Somos impulsionados pelo medo em nossas vidas, compelidos pela
necessidade de avaliar e prever para sobreviver. O medo se tornou
moderador de apetite para lutar ou fugir. Ficamos com medo de ser
machucados quando nos aproximamos de novos relacionamentos, como se
estivéssemos sendo fisicamente atacados. Nos tornamos tímidos ou
demasiadamente agressivos. Faz parecer que sem a sua companhia
estaremos sujeitos a desastres inevitáveis, a pretensão do medo em
ocupar o lugar do amor.
Para vencer o medo dependemos somente da fé, posto que as
crenças nos dão apenas segurança, uma perspectiva de sentido e
direção no contexto. A fé não é condicionada pelo pensamento, remove
montanhas sem sabermos como. A fé inspira a criatividade, que opera
mudanças e o insere na realidade, a crença disputa para abocanhar
essa fé. A fé incomoda por ser vista como obsessão, a crença precisa
de crentes para erigir a religião. Daí o suicídio causar mal-estar,
por minar a fé que vive em nós e ao nosso redor.
As crianças anseiam se antecipar ao regime adulto, não aceitam
o legado que lhes está sendo oferecido. Já decidem por elas mesmas o
que é certo ou errado ao aclararem seus valores na escola, baseadas
na experiência de inúmeros pontos de vista que martelam sua cachola.
O ideal democrático se degenerou através dos gurus da manipulação e
das pesquisas de opinião. A espiritualidade se multifaceta
evidenciando a ruína das certezas religiosas, o ecumenismo é uma
questão de sobrevivência, a moral é relativa, o que restou em seu
lugar? Apenas a nossa integridade como guia para assumir uma
completa responsabilidade com a totalidade de nossa vida.
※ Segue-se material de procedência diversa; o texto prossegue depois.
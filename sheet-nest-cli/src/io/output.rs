use crate::config::NestCliConfig;
use serde::{Deserialize, Serialize};
use sheet_nest::io::ext_repr::{ExtNestInstance, ExtNestSolution};

/// Everything written to `sol_{name}.json`: the instance, its solution and the config used
#[derive(Serialize, Deserialize, Clone, Debug, PartialEq)]
pub struct NestOutput {
    #[serde(flatten)]
    pub instance: ExtNestInstance,
    pub solution: ExtNestSolution,
    pub config: NestCliConfig,
}
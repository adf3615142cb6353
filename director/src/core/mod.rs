//! Core bookkeeping modules
//!
//! Pure state with no I/O dependencies: naming, the slot registry and the
//! backend membership sets.

pub mod membership;
pub mod naming;
pub mod registry;

pub use membership::{BackendPool, BackendPools, BackendVariant};
pub use naming::NamingPolicy;
pub use registry::{Deletion, ResourceKind, ResourceRegistry, Slot};
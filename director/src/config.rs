//! Orchestrator configuration
//!
//! Settings shared by the base orchestrator and its extensions. The binary
//! fills this from command-line flags and `TD_*` environment variables.

use serde::{Deserialize, Serialize};

use crate::error::{DirectorError, DirectorResult};

#[derive(Debug, Clone, PartialEq, Eq, Serialize, Deserialize)]
pub struct DirectorConfig {
    pub project: String,
    pub network: String,
    pub resource_prefix: String,
    /// Empty suffix means names carry no trailing segment
    pub resource_suffix: String,
    pub compute_api_version: String,
    pub enable_dualstack: bool,
}

impl Default for DirectorConfig {
    fn default() -> Self {
        Self {
            project: String::new(),
            network: "default".to_string(),
            resource_prefix: String::new(),
            resource_suffix: String::new(),
            compute_api_version: "v1".to_string(),
            enable_dualstack: false,
        }
    }
}

impl DirectorConfig {
    pub fn new(project: impl Into<String>, resource_prefix: impl Into<String>) -> Self {
        Self {
            project: project.into(),
            resource_prefix: resource_prefix.into(),
            ..Self::default()
        }
    }

    pub fn with_suffix(mut self, suffix: impl Into<String>) -> Self {
        self.resource_suffix = suffix.into();
        self
    }

    pub fn with_network(mut self, network: impl Into<String>) -> Self {
        self.network = network.into();
        self
    }

    pub fn with_compute_api_version(mut self, version: impl Into<String>) -> Self {
        self.compute_api_version = version.into();
        self
    }

    pub fn with_dualstack(mut self, enabled: bool) -> Self {
        self.enable_dualstack = enabled;
        self
    }

    /// Network reference used by forwarding and firewall rules
    pub fn network_url(&self) -> String {
        format!("global/networks/{}", self.network)
    }

    pub fn validate(&self) -> DirectorResult<()> {
        if self.project.trim().is_empty() {
            return Err(DirectorError::config("project must not be empty"));
        }
        if self.resource_prefix.trim().is_empty() {
            return Err(DirectorError::config("resource prefix must not be empty"));
        }
        if self.network.trim().is_empty() {
            return Err(DirectorError::config("network must not be empty"));
        }
        Ok(())
    }
}

#[cfg(test)]
mod tests {
    use super::*;

    #[test]
    fn test_defaults() {
        let config = DirectorConfig::new("my-project", "td");
        assert_eq!(config.network, "default");
        assert_eq!(config.compute_api_version, "v1");
        assert_eq!(config.network_url(), "global/networks/default");
        assert!(!config.enable_dualstack);
        assert!(config.validate().is_ok());
    }

    #[test]
    fn test_validation_rejects_missing_prefix() {
        let config = DirectorConfig::new("my-project", " ");
        assert!(matches!(config.validate(), Err(DirectorError::Configuration { .. })));
    }

    #[test]
    fn test_validation_rejects_missing_project() {
        let config = DirectorConfig::new("", "td");
        assert!(config.validate().is_err());
    }
}
//! Shared logging utilities for consistent tracing across the workspace

use chrono::{DateTime, Utc};
use tracing::{error, info};

/// Default filter directives for the given base level
///
/// `RUST_LOG`, when set, takes precedence over these directives.
pub fn default_directives(log_level: Option<&str>) -> String {
    let base_level = log_level.unwrap_or("info");
    format!("director={base_level},shared={base_level}")
}

/// Initialize the stdout tracing subscriber with an optional base level
pub fn init_tracing_with_level(log_level: Option<&str>) {
    use tracing_subscriber::{fmt, EnvFilter};

    let env_filter = EnvFilter::try_from_default_env()
        .unwrap_or_else(|_| EnvFilter::new(default_directives(log_level)));

    fmt()
        .with_env_filter(env_filter)
        .with_target(false)
        .with_thread_ids(false)
        .with_file(false)
        .with_line_number(false)
        .init();
}

/// Get formatted timestamp for consistent logging
pub fn format_timestamp() -> String {
    let now: DateTime<Utc> = Utc::now();
    now.format("%H:%M:%S%.3f").to_string()
}

/// Contextual logging helper for startup messages
pub fn log_startup(details: &str) {
    info!(timestamp = format_timestamp(), "🚀 Starting {}", details);
}

/// Contextual logging helper for error conditions
pub fn log_error(context: &str, error: &dyn std::fmt::Display) {
    error!(
        timestamp = format_timestamp(),
        error = %error,
        "❌ {} failed: {}",
        context,
        error
    );
}

/// Contextual logging helper for success conditions
pub fn log_success(message: &str) {
    info!(timestamp = format_timestamp(), "✅ {}", message);
}
//! Command-line entry point for the director
//!
//! Every subcommand runs against the in-memory control plane, which makes the
//! binary a dry-run planner: it shows which resources a topology needs, in
//! which order they are created, and that cleanup leaves nothing behind.

use clap::{Args as ClapArgs, Parser, Subcommand};
use serde_json::json;

use director::{
    BackendVariant, DirectorConfig, DirectorError, DirectorResult, InMemoryControlPlane, Layered,
    MeshDirector, PortSearch, ResourceKind, SecureDirector, TrafficDirector,
};
use shared::{logging, BackendProtocol, ResourceRef};
use tracing::{debug, info};

/// Plan Traffic Director topologies against a simulated control plane
#[derive(Parser)]
#[command(name = "director")]
#[command(about = "Creates and tears down Traffic Director resources in dependency order")]
pub struct Args {
    /// Project that owns every resource
    #[arg(long, env = "TD_PROJECT")]
    pub project: String,

    /// VPC network for forwarding and firewall rules
    #[arg(long, env = "TD_NETWORK", default_value = "default")]
    pub network: String,

    /// Leading segment of every resource name
    #[arg(long, env = "TD_RESOURCE_PREFIX")]
    pub resource_prefix: String,

    /// Trailing segment of every resource name (omitted when empty)
    #[arg(long, env = "TD_RESOURCE_SUFFIX", default_value = "")]
    pub resource_suffix: String,

    #[arg(long, env = "TD_COMPUTE_API_VERSION", default_value = "v1")]
    pub compute_api_version: String,

    /// Also create IPv6 proxy and forwarding rule
    #[arg(long, env = "TD_ENABLE_DUALSTACK")]
    pub enable_dualstack: bool,

    /// Log level (trace, debug, info, warn, error)
    #[arg(long, default_value = "info")]
    pub log_level: String,

    #[command(subcommand)]
    pub command: Command,
}

#[derive(Subcommand)]
pub enum Command {
    /// Run the composite setup and print the resulting inventory
    Setup(SetupArgs),

    /// Run the composite setup, then tear it down
    Cleanup {
        #[command(flatten)]
        setup: SetupArgs,

        /// Tear down from a fresh orchestrator using recomputed names
        #[arg(long)]
        force: bool,
    },

    /// Search for an unused forwarding rule port
    FindPort {
        #[arg(long, default_value = "1024")]
        lo: u16,

        #[arg(long, default_value = "65535")]
        hi: u16,

        #[arg(long, default_value = "25")]
        attempts: u32,

        /// Ports already bound on the simulated plane
        #[arg(long = "reserved", value_delimiter = ',')]
        reserved: Vec<u16>,
    },
}

#[derive(ClapArgs, Clone)]
pub struct SetupArgs {
    /// Hostname clients use to reach the service
    #[arg(long)]
    pub host: String,

    #[arg(long)]
    pub port: u16,

    /// Backend protocol (grpc or http2)
    #[arg(long, default_value = "grpc")]
    pub protocol: BackendProtocol,

    /// Fixed health check port instead of the serving port
    #[arg(long)]
    pub health_check_port: Option<u16>,

    /// NEG name backing the default backend service
    #[arg(long, default_value = "server-neg")]
    pub neg_name: String,

    /// Zones to resolve the NEG in
    #[arg(long, value_delimiter = ',', default_value = "us-central1-a")]
    pub zones: Vec<String>,

    /// Healthy replicas to wait for
    #[arg(long, default_value = "1")]
    pub replicas: u32,

    /// Layer a mesh and gRPC route on top of the base topology
    #[arg(long, conflicts_with_all = ["server_security", "client_security"])]
    pub mesh: bool,

    /// Create server TLS and endpoint policies
    #[arg(long)]
    pub server_security: bool,

    /// Create a client TLS policy and patch the backend service with it
    #[arg(long)]
    pub client_security: bool,

    #[arg(long, default_value = "default")]
    pub server_namespace: String,

    #[arg(long, default_value = "psm-grpc-server")]
    pub server_name: String,
}

impl Args {
    fn config(&self) -> DirectorConfig {
        DirectorConfig::new(&self.project, &self.resource_prefix)
            .with_suffix(&self.resource_suffix)
            .with_network(&self.network)
            .with_compute_api_version(&self.compute_api_version)
            .with_dualstack(self.enable_dualstack)
    }
}

fn main() -> DirectorResult<()> {
    dotenv::dotenv().ok();
    let args = Args::parse();
    logging::init_tracing_with_level(Some(&args.log_level));

    let config = args.config();
    config.validate()?;
    logging::log_startup(&format!(
        "director for project {} (prefix \"{}\", suffix \"{}\")",
        config.project, config.resource_prefix, config.resource_suffix
    ));

    let plane = InMemoryControlPlane::with_api_version(&config.project, &config.compute_api_version);
    let result = match &args.command {
        Command::Setup(setup) => run_setup(&plane, &config, setup).and_then(print_inventory),
        Command::Cleanup { setup, force } => run_cleanup(&plane, &config, setup, *force),
        Command::FindPort {
            lo,
            hi,
            attempts,
            reserved,
        } => run_find_port(&plane, &config, *lo, *hi, *attempts, reserved),
    };

    match &result {
        Ok(()) => logging::log_success("director finished"),
        Err(err) => logging::log_error("director", err),
    }
    result
}

fn seed_negs(plane: &InMemoryControlPlane, setup: &SetupArgs) {
    for zone in &setup.zones {
        plane.register_neg(&setup.neg_name, zone, setup.replicas);
    }
}

/// Backend membership shared by every topology flavour
fn attach_backends(base: &mut TrafficDirector<InMemoryControlPlane>, setup: &SetupArgs) -> DirectorResult<()> {
    base.add_backends(BackendVariant::Default, &setup.neg_name, setup.zones.as_slice(), None)?;
    base.wait_for_backends_healthy(BackendVariant::Default, setup.replicas)
}

/// Run the requested topology and return what the orchestrator tracks
fn run_setup(
    plane: &InMemoryControlPlane,
    config: &DirectorConfig,
    setup: &SetupArgs,
) -> DirectorResult<Vec<(ResourceKind, ResourceRef)>> {
    seed_negs(plane, setup);
    let topology = build_and_setup(plane, config, setup)?;
    Ok(topology.inventory())
}

/// Orchestrator flavours selectable from the command line
enum Topology {
    Base(TrafficDirector<InMemoryControlPlane>),
    Mesh(MeshDirector<InMemoryControlPlane, InMemoryControlPlane>),
    Secure(SecureDirector<InMemoryControlPlane, InMemoryControlPlane, InMemoryControlPlane>),
}

impl Topology {
    fn inventory(&self) -> Vec<(ResourceKind, ResourceRef)> {
        match self {
            Topology::Base(base) => base
                .registry()
                .present()
                .map(|(kind, resource)| (kind, resource.clone()))
                .collect(),
            Topology::Mesh(layered) => layered.inventory(),
            Topology::Secure(layered) => layered.inventory(),
        }
    }

    fn cleanup(&mut self, force: bool) -> DirectorResult<()> {
        match self {
            Topology::Base(base) => base.cleanup(force),
            Topology::Mesh(layered) => layered.cleanup(force),
            Topology::Secure(layered) => layered.cleanup(force),
        }
    }
}

fn build(plane: &InMemoryControlPlane, config: &DirectorConfig, setup: &SetupArgs) -> Topology {
    if setup.mesh {
        Topology::Mesh(Layered::with_mesh(plane.clone(), plane.clone(), config.clone()))
    } else if setup.server_security || setup.client_security {
        Topology::Secure(Layered::with_security(
            plane.clone(),
            plane.clone(),
            plane.clone(),
            config.clone(),
        ))
    } else {
        Topology::Base(TrafficDirector::new(plane.clone(), config.clone()))
    }
}

fn build_and_setup(
    plane: &InMemoryControlPlane,
    config: &DirectorConfig,
    setup: &SetupArgs,
) -> DirectorResult<Topology> {
    let mut topology = build(plane, config, setup);
    let protocol = Some(setup.protocol);

    match &mut topology {
        Topology::Base(base) => {
            base.setup_for_grpc(&setup.host, setup.port, protocol, setup.health_check_port)?;
            attach_backends(base, setup)?;
        }
        Topology::Mesh(layered) => {
            layered
                .base_mut()
                .setup_backend_for_grpc(protocol, setup.health_check_port)?;
            attach_backends(layered.base_mut(), setup)?;
            layered.create_mesh()?;
            layered.create_grpc_route(&setup.host, setup.port)?;
        }
        Topology::Secure(layered) => {
            if setup.server_security {
                layered.setup_server_security(
                    &setup.server_namespace,
                    &setup.server_name,
                    setup.port,
                    true,
                    true,
                )?;
            }
            layered
                .base_mut()
                .setup_for_grpc(&setup.host, setup.port, protocol, setup.health_check_port)?;
            attach_backends(layered.base_mut(), setup)?;
            if setup.client_security {
                layered.setup_client_security(&setup.server_namespace, &setup.server_name, true, true)?;
            }
        }
    }

    Ok(topology)
}

fn run_cleanup(
    plane: &InMemoryControlPlane,
    config: &DirectorConfig,
    setup: &SetupArgs,
    force: bool,
) -> DirectorResult<()> {
    seed_negs(plane, setup);
    let mut topology = build_and_setup(plane, config, setup)?;
    info!("Created {} resources", plane.inventory().len());

    if force {
        // A fresh orchestrator knows nothing but the naming tuple
        let mut fresh = build(plane, config, setup);
        fresh.cleanup(true)?;
    } else {
        topology.cleanup(false)?;
    }

    for entry in plane.journal() {
        debug!("{}", entry);
    }
    print_remaining(plane)
}

fn run_find_port(
    plane: &InMemoryControlPlane,
    config: &DirectorConfig,
    lo: u16,
    hi: u16,
    attempts: u32,
    reserved: &[u16],
) -> DirectorResult<()> {
    for port in reserved {
        plane.reserve_port(*port);
    }
    let director = TrafficDirector::new(plane.clone(), config.clone());
    let port = director.find_unused_forwarding_rule_port(PortSearch { lo, hi, attempts })?;
    println!("{}", serde_json::to_string_pretty(&json!({ "port": port }))?);
    Ok(())
}

fn print_inventory(inventory: Vec<(ResourceKind, ResourceRef)>) -> DirectorResult<()> {
    let entries: Vec<_> = inventory
        .into_iter()
        .map(|(kind, resource)| {
            json!({
                "kind": kind,
                "name": resource.name,
                "url": resource.url,
            })
        })
        .collect();
    println!("{}", serde_json::to_string_pretty(&entries)?);
    Ok(())
}

fn print_remaining(plane: &InMemoryControlPlane) -> DirectorResult<()> {
    let remaining = plane.inventory();
    println!("{}", serde_json::to_string_pretty(&remaining)?);
    if remaining.is_empty() {
        Ok(())
    } else {
        Err(DirectorError::config(format!(
            "{} resources left behind after cleanup",
            remaining.len()
        )))
    }
}
//! Network security gateway bodies
//!
//! Server/client TLS policies and authorization policies.

use serde::{Deserialize, Serialize};

/// Reference to a certificate provider plugin instance
#[derive(Serialize, Deserialize, Clone, Debug, PartialEq, Eq)]
#[serde(rename_all = "camelCase")]
pub struct CertificateProvider {
    pub certificate_provider_instance: PluginInstance,
}

impl CertificateProvider {
    pub fn plugin(instance: impl Into<String>) -> Self {
        Self {
            certificate_provider_instance: PluginInstance {
                plugin_instance: instance.into(),
            },
        }
    }
}

#[derive(Serialize, Deserialize, Clone, Debug, PartialEq, Eq)]
#[serde(rename_all = "camelCase")]
pub struct PluginInstance {
    pub plugin_instance: String,
}

#[derive(Serialize, Deserialize, Clone, Debug, Default, PartialEq, Eq)]
#[serde(rename_all = "camelCase")]
pub struct ServerTlsPolicyBody {
    #[serde(skip_serializing_if = "Option::is_none")]
    pub server_certificate: Option<CertificateProvider>,
    #[serde(skip_serializing_if = "Option::is_none")]
    pub mtls_policy: Option<MtlsPolicy>,
}

#[derive(Serialize, Deserialize, Clone, Debug, PartialEq, Eq)]
#[serde(rename_all = "camelCase")]
pub struct MtlsPolicy {
    pub client_validation_ca: Vec<CertificateProvider>,
}

#[derive(Serialize, Deserialize, Clone, Debug, Default, PartialEq, Eq)]
#[serde(rename_all = "camelCase")]
pub struct ClientTlsPolicyBody {
    #[serde(default, skip_serializing_if = "Vec::is_empty")]
    pub server_validation_ca: Vec<CertificateProvider>,
    #[serde(skip_serializing_if = "Option::is_none")]
    pub client_certificate: Option<CertificateProvider>,
}

#[derive(Serialize, Deserialize, Clone, Copy, Debug, PartialEq, Eq)]
#[serde(rename_all = "UPPERCASE")]
pub enum AuthzAction {
    Allow,
    Deny,
}

#[derive(Serialize, Deserialize, Clone, Debug, PartialEq, Eq)]
#[serde(rename_all = "camelCase")]
pub struct AuthorizationPolicyBody {
    pub action: AuthzAction,
    pub rules: Vec<AuthzRule>,
}

/// Rule matching traffic by source identity and destination
#[derive(Serialize, Deserialize, Clone, Debug, Default, PartialEq, Eq)]
#[serde(rename_all = "camelCase")]
pub struct AuthzRule {
    #[serde(default, skip_serializing_if = "Vec::is_empty")]
    pub sources: Vec<AuthzSource>,
    #[serde(default, skip_serializing_if = "Vec::is_empty")]
    pub destinations: Vec<AuthzDestination>,
}

#[derive(Serialize, Deserialize, Clone, Debug, Default, PartialEq, Eq)]
#[serde(rename_all = "camelCase")]
pub struct AuthzSource {
    #[serde(default, skip_serializing_if = "Vec::is_empty")]
    pub principals: Vec<String>,
    #[serde(default, skip_serializing_if = "Vec::is_empty")]
    pub ip_blocks: Vec<String>,
}

#[derive(Serialize, Deserialize, Clone, Debug, Default, PartialEq, Eq)]
#[serde(rename_all = "camelCase")]
pub struct AuthzDestination {
    pub hosts: Vec<String>,
    pub ports: Vec<u16>,
    #[serde(default, skip_serializing_if = "Vec::is_empty")]
    pub methods: Vec<String>,
}

#[cfg(test)]
mod tests {
    use super::*;

    #[test]
    fn test_server_policy_serializes_only_present_fields() {
        let body = ServerTlsPolicyBody {
            server_certificate: Some(CertificateProvider::plugin("spiffe")),
            mtls_policy: None,
        };
        let json = serde_json::to_value(&body).unwrap();

        assert_eq!(
            json["serverCertificate"]["certificateProviderInstance"]["pluginInstance"],
            "spiffe"
        );
        assert!(json.get("mtlsPolicy").is_none());
    }

    #[test]
    fn test_authz_action_wire_format() {
        let body = AuthorizationPolicyBody {
            action: AuthzAction::Deny,
            rules: vec![AuthzRule::default()],
        };
        let json = serde_json::to_value(&body).unwrap();
        assert_eq!(json["action"], "DENY");
    }
}
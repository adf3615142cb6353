//! Gateway implementations
//!
//! The live control-plane clients sit outside this crate. What ships here is
//! the in-memory plane used by the CLI and the integration tests.

pub mod in_memory;

#[cfg(test)]
mod tests;

pub use in_memory::InMemoryControlPlane;
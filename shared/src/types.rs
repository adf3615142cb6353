//! Core shared types and identifiers

use serde::{Deserialize, Serialize};
use std::fmt;
use std::str::FromStr;

use crate::errors::SharedError;

/// Handle to a remote resource as returned by a gateway
///
/// Immutable once returned. The orchestrator never stores remote IDs; identity
/// is derived from the resource name.
#[derive(Clone, Debug, PartialEq, Eq, Hash, Serialize, Deserialize)]
pub struct ResourceRef {
    pub name: String,
    pub url: String,
    /// Remote collection the resource lives in, e.g. `backendServices`
    pub kind: String,
}

impl ResourceRef {
    pub fn new(name: impl Into<String>, url: impl Into<String>, kind: impl Into<String>) -> Self {
        Self {
            name: name.into(),
            url: url.into(),
            kind: kind.into(),
        }
    }
}

impl fmt::Display for ResourceRef {
    fn fmt(&self, f: &mut fmt::Formatter<'_>) -> fmt::Result {
        write!(f, "{}/{}", self.kind, self.name)
    }
}

/// Zonal network endpoint group reference
///
/// Ordering and equality follow (zone, name) so membership sets stay
/// deterministic when pushed to a backend service.
#[derive(Clone, Debug, PartialEq, Eq, Hash, PartialOrd, Ord, Serialize, Deserialize)]
pub struct NegRef {
    pub zone: String,
    pub name: String,
    pub url: String,
}

impl NegRef {
    pub fn new(name: impl Into<String>, zone: impl Into<String>, url: impl Into<String>) -> Self {
        Self {
            zone: zone.into(),
            name: name.into(),
            url: url.into(),
        }
    }
}

impl fmt::Display for NegRef {
    fn fmt(&self, f: &mut fmt::Formatter<'_>) -> fmt::Result {
        write!(f, "{}/{}", self.zone, self.name)
    }
}

/// Load balancing protocol of a backend service
#[derive(Clone, Copy, Debug, Default, PartialEq, Eq, Hash, Serialize, Deserialize)]
#[serde(rename_all = "UPPERCASE")]
pub enum BackendProtocol {
    Grpc,
    Http2,
    /// Never valid for operations that create protocol-specific resources
    #[default]
    Unset,
}

impl BackendProtocol {
    pub fn as_str(&self) -> &'static str {
        match self {
            BackendProtocol::Grpc => "GRPC",
            BackendProtocol::Http2 => "HTTP2",
            BackendProtocol::Unset => "UNSET",
        }
    }
}

impl fmt::Display for BackendProtocol {
    fn fmt(&self, f: &mut fmt::Formatter<'_>) -> fmt::Result {
        f.write_str(self.as_str())
    }
}

impl FromStr for BackendProtocol {
    type Err = SharedError;

    fn from_str(s: &str) -> Result<Self, Self::Err> {
        match s.to_lowercase().as_str() {
            "grpc" => Ok(BackendProtocol::Grpc),
            "http2" => Ok(BackendProtocol::Http2),
            "unset" => Ok(BackendProtocol::Unset),
            _ => Err(SharedError::InvalidProtocol { input: s.to_string() }),
        }
    }
}

/// Protocol used by a health check
#[derive(Clone, Copy, Debug, Default, PartialEq, Eq, Hash, Serialize, Deserialize)]
#[serde(rename_all = "UPPERCASE")]
pub enum HealthCheckProtocol {
    #[default]
    Grpc,
    Http,
    Tcp,
}

impl HealthCheckProtocol {
    pub fn as_str(&self) -> &'static str {
        match self {
            HealthCheckProtocol::Grpc => "GRPC",
            HealthCheckProtocol::Http => "HTTP",
            HealthCheckProtocol::Tcp => "TCP",
        }
    }
}

impl fmt::Display for HealthCheckProtocol {
    fn fmt(&self, f: &mut fmt::Formatter<'_>) -> fmt::Result {
        f.write_str(self.as_str())
    }
}

impl FromStr for HealthCheckProtocol {
    type Err = SharedError;

    fn from_str(s: &str) -> Result<Self, Self::Err> {
        match s.to_lowercase().as_str() {
            "grpc" => Ok(HealthCheckProtocol::Grpc),
            "http" => Ok(HealthCheckProtocol::Http),
            "tcp" => Ok(HealthCheckProtocol::Tcp),
            _ => Err(SharedError::InvalidProtocol { input: s.to_string() }),
        }
    }
}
Caso contrário, viramos Dogville. Bastou a depressão econômica
arruinar seus cidadãos, para tirar a máscara de uma moral que
persegue e submete a maus-tratos quem está mais por baixo ainda, a
ponto de arrancar o pêlo e a pele até alcançar a carne viva. Sob a
capa de gente boa e simples, que nada mais almeja do que aceitação
como filhos de Deus, a encobrir uma vilania que desgraça a raça
humana e faz Hitler dar cambalhotas na sepultura. O extermínio é a
solução mais rápida para quem não quer pensar como nós somos e
colaborar para manutenção da espécie no atual status.